#### Data under study

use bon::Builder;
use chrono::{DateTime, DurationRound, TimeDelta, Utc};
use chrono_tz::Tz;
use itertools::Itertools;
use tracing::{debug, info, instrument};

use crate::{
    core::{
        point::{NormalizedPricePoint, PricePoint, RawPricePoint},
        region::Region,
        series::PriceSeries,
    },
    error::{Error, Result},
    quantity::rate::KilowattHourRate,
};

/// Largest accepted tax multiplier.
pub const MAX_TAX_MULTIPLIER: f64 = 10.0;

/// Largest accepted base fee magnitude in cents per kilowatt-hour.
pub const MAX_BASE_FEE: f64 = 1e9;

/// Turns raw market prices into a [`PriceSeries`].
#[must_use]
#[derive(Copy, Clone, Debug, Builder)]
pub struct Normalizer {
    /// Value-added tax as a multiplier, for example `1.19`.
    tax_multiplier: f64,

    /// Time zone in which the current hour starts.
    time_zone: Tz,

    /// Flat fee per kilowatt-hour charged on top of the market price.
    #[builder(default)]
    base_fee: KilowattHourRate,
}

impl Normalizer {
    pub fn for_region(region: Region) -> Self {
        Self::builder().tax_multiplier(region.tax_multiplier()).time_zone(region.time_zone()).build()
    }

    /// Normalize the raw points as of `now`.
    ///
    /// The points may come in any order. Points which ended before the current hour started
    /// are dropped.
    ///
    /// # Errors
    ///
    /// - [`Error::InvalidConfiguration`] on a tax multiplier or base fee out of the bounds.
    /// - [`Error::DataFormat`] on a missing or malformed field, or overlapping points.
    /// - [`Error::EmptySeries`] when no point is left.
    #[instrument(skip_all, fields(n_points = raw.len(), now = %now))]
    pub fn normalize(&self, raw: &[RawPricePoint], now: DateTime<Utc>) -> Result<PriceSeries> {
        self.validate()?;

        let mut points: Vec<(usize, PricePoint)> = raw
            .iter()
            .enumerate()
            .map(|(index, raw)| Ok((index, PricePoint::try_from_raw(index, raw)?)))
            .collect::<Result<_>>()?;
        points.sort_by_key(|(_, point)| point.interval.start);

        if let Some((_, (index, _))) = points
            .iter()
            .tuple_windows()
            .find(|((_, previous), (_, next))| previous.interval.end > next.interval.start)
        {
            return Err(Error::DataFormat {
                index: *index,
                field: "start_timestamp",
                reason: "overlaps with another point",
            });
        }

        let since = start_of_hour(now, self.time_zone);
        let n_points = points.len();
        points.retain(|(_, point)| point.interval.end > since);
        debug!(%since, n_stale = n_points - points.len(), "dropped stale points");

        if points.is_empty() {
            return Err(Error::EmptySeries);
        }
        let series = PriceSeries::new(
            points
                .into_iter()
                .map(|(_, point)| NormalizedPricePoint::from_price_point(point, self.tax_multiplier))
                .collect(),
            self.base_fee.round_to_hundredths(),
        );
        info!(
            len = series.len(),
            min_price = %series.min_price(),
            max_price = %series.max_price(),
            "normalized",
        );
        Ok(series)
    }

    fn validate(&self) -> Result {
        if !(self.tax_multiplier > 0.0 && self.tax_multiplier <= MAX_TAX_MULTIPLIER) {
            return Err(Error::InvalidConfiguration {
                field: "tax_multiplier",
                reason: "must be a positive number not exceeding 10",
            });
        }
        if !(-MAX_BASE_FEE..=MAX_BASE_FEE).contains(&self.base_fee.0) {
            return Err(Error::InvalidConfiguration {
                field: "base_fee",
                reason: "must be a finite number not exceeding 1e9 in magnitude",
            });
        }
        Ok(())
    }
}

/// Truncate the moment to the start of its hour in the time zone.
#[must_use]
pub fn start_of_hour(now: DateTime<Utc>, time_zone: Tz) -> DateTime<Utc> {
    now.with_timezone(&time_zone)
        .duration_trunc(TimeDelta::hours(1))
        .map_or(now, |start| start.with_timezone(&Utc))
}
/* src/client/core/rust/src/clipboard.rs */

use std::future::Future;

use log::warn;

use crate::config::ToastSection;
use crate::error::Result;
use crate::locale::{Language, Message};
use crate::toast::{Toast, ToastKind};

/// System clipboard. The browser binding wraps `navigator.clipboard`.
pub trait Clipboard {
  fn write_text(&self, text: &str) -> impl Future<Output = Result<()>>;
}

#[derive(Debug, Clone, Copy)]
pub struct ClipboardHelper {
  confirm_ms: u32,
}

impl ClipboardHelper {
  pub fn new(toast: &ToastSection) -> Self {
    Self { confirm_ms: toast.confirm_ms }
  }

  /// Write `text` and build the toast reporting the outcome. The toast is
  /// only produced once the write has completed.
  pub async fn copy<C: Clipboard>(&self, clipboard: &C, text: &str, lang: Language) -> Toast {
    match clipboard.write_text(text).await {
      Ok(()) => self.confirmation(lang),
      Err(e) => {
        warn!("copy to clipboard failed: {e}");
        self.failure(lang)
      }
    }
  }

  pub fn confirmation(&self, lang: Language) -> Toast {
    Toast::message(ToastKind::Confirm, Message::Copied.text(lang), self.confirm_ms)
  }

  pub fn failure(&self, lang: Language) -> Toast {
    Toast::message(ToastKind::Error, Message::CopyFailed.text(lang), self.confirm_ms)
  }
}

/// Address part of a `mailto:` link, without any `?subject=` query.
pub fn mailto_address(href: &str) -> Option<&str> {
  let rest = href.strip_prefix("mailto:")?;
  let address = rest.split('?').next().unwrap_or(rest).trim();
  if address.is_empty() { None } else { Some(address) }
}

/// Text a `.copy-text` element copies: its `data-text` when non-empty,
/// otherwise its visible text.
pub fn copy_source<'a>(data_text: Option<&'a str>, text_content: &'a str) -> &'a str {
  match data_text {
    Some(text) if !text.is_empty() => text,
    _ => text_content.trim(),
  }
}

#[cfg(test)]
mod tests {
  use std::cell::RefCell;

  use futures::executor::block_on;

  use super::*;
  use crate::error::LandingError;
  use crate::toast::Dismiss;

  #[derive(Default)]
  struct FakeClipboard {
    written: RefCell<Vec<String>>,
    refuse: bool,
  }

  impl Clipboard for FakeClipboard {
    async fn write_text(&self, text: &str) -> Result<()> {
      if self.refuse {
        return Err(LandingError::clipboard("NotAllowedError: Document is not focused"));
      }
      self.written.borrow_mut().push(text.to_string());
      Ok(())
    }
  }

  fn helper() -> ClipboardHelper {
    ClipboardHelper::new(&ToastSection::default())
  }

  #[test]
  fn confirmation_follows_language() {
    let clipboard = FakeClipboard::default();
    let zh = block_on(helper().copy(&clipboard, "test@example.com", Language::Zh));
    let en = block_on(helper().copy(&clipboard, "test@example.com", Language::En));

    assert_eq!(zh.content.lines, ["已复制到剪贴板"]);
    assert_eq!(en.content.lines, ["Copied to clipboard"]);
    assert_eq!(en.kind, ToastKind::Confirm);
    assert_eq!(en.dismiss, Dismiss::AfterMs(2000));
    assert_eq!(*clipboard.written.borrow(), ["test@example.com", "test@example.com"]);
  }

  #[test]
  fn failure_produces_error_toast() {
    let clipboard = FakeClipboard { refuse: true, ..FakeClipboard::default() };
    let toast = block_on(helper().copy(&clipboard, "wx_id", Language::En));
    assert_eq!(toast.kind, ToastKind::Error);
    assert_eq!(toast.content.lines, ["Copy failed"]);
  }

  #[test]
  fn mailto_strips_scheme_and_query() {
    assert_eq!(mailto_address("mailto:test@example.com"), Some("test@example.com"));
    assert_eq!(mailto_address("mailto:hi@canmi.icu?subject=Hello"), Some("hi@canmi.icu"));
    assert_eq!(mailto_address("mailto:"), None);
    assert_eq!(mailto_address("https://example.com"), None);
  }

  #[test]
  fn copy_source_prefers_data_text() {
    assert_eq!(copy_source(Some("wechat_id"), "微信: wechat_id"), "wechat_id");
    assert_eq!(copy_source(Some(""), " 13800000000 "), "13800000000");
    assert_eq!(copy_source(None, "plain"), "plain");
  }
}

########

## Aim of the exercise
Please return exactly the lines from the first line of the material through the one with "pub const MAX_TAX_MULTIPLIER: f64 = 10.0;", and no lines after it.

## Output for this task
use bon::Builder;
use chrono::{DateTime, DurationRound, TimeDelta, Utc};
use chrono_tz::Tz;
use itertools::Itertools;
use tracing::{debug, info, instrument};

use crate::{
    core::{
        point::{NormalizedPricePoint, PricePoint, RawPricePoint},
        region::Region,
        series::PriceSeries,
    },
    error::{Error, Result},
    quantity::rate::KilowattHourRate,
};

/// Largest accepted tax multiplier.
pub const MAX_TAX_MULTIPLIER: f64 = 10.0;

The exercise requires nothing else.